Exercise aim - The required result is every line of the records that includes "which".

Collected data
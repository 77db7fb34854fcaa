// SPDX-License-Identifier: AGPL-3.0
// Style Transfer Core - Transfer state machine
//
// The controller owns both upload slots and the transfer state. A submit
// hands out a ticket together with the request to send; the response is
// fed back through `resolve`, which ignores tickets from before the last
// reset or submit.

use crate::slot::{SelectedFile, SlotKind, UploadSlot};
use crate::types::AppError;

/// Discrete state of a transfer
#[derive(Debug, Clone, Copy, PartialEq, Eq, Default)]
pub enum TransferPhase {
    #[default]
    Idle,
    Submitting,
    Succeeded,
    Failed,
}

/// The stylized image as returned by the service: a `data:` URI or a URL
#[derive(Debug, Clone, PartialEq, Eq)]
pub struct ResultImage(String);

impl ResultImage {
    pub fn new(source: impl Into<String>) -> Self {
        Self(source.into())
    }

    pub fn as_str(&self) -> &str {
        &self.0
    }

    pub fn is_data_uri(&self) -> bool {
        self.0.starts_with("data:")
    }
}

/// A well-formed success payload
#[derive(Debug, Clone, PartialEq)]
pub struct TransferSuccess {
    pub result_image: ResultImage,
    pub processing_time_secs: Option<f64>,
}

/// What the view layer reads; only the controller changes it
#[derive(Debug, Clone, PartialEq, Default)]
pub struct TransferState {
    pub phase: TransferPhase,
    pub result_image: Option<ResultImage>,
    pub processing_time_secs: Option<f64>,
    pub error_message: Option<String>,
}

impl TransferState {
    pub fn is_submitting(&self) -> bool {
        self.phase == TransferPhase::Submitting
    }

    fn fail(&mut self, message: String) {
        self.phase = TransferPhase::Failed;
        self.result_image = None;
        self.processing_time_secs = None;
        self.error_message = Some(message);
    }
}

/// Both images for one outbound request
#[derive(Debug, Clone)]
pub struct TransferRequest {
    pub content: SelectedFile,
    pub style: SelectedFile,
}

impl TransferRequest {
    /// Only possible when both images are present
    pub fn new(content: Option<&SelectedFile>, style: Option<&SelectedFile>) -> Option<Self> {
        Some(Self {
            content: content?.clone(),
            style: style?.clone(),
        })
    }
}

/// Identifies which submit a response belongs to
#[derive(Debug, Clone, Copy, PartialEq, Eq)]
pub struct TransferTicket(u64);

/// A submitted transfer waiting for its outcome
#[derive(Debug)]
pub struct PendingTransfer {
    pub ticket: TransferTicket,
    pub request: TransferRequest,
}

/// Whether a resolution changed the state
#[derive(Debug, Clone, Copy, PartialEq, Eq)]
pub enum Resolution {
    Applied,
    Stale,
}

/// Owns the upload slots and drives the transfer phases
#[derive(Debug, Default)]
pub struct TransferController {
    content: UploadSlot,
    style: UploadSlot,
    state: TransferState,
    generation: u64,
}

The answer -
// fed back through `resolve`, which ignores tickets from before the last
/// Identifies which submit a response belongs to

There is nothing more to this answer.